I’ve done many financial statement breakdowns in my career. I’ve gone DEEP into the 10K’s and S-1’s from some of the top tech companies. But perhaps it was all in preparation for the most fascinating analysis of my career—a private company out of the UK called OnlyFans.

Below is a deep dive into the financials and business model of a social media behemoth. And not to bury the lead here – but sex sells – to the tune of over $1 billion dollars in revenue per year.

OnlyFans had a record-breaking year in 2023, eclipsing $1.3 billion in revenue—a 20% year-over-year increase—and generating an eye-watering $658 million in profit before tax, which was up 25% from the previous year.

They did this with fewer than 50 employees 🤯.

Gross Merchandise Value (GMV), representing the total payments made by users, grew from $5.6 billion to $6.6 billion, reflecting an 18% increase.

This growth was driven by an expanding user base and a significant rise in non-subscription revenue, which now makes up the largest share of income.
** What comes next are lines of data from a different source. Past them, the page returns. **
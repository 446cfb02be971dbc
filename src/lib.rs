//! Compiles near-natural-language drawing commands into SVG.
//!
//! ```text
//! "draw a circle at one hundred comma fifty radius 25 color red"
//!     -> normalize -> "draw circle at (100, 50) radius 25 color red"
//!     -> tokenize  -> [KEYWORD 'draw', KEYWORD 'circle', ...]
//!     -> parse     -> Command::Circle { .. }
//!     -> generate  -> <svg width="800" height="600" ...>
//! ```

pub mod compiler;
pub mod constants;
pub mod render;

pub use compiler::{Compilation, CompileError, Outcome, compile, compile_canonical, process_canonical_command, process_command};
//! Capture a camera frame, classify it, and page through the ranked guesses.

pub mod camera;
pub mod capture;
pub mod classifier;
pub mod config;
pub mod error;
#[cfg(feature = "ort")]
pub mod onnx;
pub mod preprocess;
pub mod presenter;
#[cfg(all(feature = "webcam", target_os = "linux"))]
pub mod webcam;

pub use camera::{
    CameraDevice, CameraProvider, FolderCamera, FolderCameraProvider, Frame, provider_from_config,
};
pub use capture::{CaptureController, CaptureEvent, FrameHandler, FrameOutcome, StillImage};
pub use classifier::{Classifier, ScoreKind, load_labels, rank};
pub use config::{AppConfig, CameraConfig, CameraSource, ClassifierConfig};
pub use error::{CameraError, ClassifyError, ConfigError};
#[cfg(feature = "ort")]
pub use onnx::OnnxClassifier;
pub use presenter::{CameraRearm, PredictionDisplay, PresenterState, ResultPresenter};
#[cfg(all(feature = "webcam", target_os = "linux"))]
pub use webcam::{WebcamCamera, WebcamProvider};

/// A single (label, confidence) classification result.
#[derive(Debug, Clone, PartialEq)]
pub struct Prediction {
    pub label: String,
    /// Model confidence in [0,1].
    pub confidence: f32,
}

impl Prediction {
    pub fn new(label: impl Into<String>, confidence: f32) -> Self {
        Self {
            label: label.into(),
            confidence,
        }
    }

    /// Confidence as a truncated whole percentage.
    pub fn percent(&self) -> u32 {
        let scaled = (self.confidence * 100.0).floor();
        if scaled.is_nan() || scaled <= 0.0 {
            0
        } else {
            scaled.min(100.0) as u32
        }
    }

    pub fn percent_text(&self) -> String {
        format!("{}%", self.percent())
    }
}

/// Predictions in the order the classifier ranked them.
///
/// The list is never re-sorted here; ranking is the classifier's job.
#[derive(Debug, Clone, Default, PartialEq)]
pub struct PredictionList(Vec<Prediction>);

impl PredictionList {
    pub fn new(predictions: Vec<Prediction>) -> Self {
        Self(predictions)
    }

    pub fn len(&self) -> usize {
        self.0.len()
    }

    pub fn is_empty(&self) -> bool {
        self.0.is_empty()
    }

    pub fn get(&self, index: usize) -> Option<&Prediction> {
        self.0.get(index)
    }

    pub fn first(&self) -> Option<&Prediction> {
        self.0.first()
    }

    pub fn iter(&self) -> std::slice::Iter<'_, Prediction> {
        self.0.iter()
    }

    pub fn into_vec(self) -> Vec<Prediction> {
        self.0
    }
}

impl FromIterator<Prediction> for PredictionList {
    fn from_iter<I: IntoIterator<Item = Prediction>>(iter: I) -> Self {
        Self(iter.into_iter().collect())
    }
}

impl<'a> IntoIterator for &'a PredictionList {
    type Item = &'a Prediction;
    type IntoIter = std::slice::Iter<'a, Prediction>;

    fn into_iter(self) -> Self::IntoIter {
        self.0.iter()
    }
}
Despite the impressive numbers, OnlyFans still faces challenges, including its heavy reliance on NSFW content, increasing competition, and potential risks related to payment processing infrastructure.

Fenix International Limited, the parent company of OnlyFans, operates the platform that has become synonymous with creator-driven, adult content. The business model is straightforward: OnlyFans provides a space for creators to directly monetize through subscriptions and one-time payments, taking a 20% commission on all creator earnings, including subscription fees, tips, and pay-per-view content.

OnlyFans’ mission is to be the safest social media platform, empowering creators to own their full potential. However, the company’s NSFW branding limits its ability to pursue mainstream opportunities like brand partnerships and content collaborations outside the adult industry.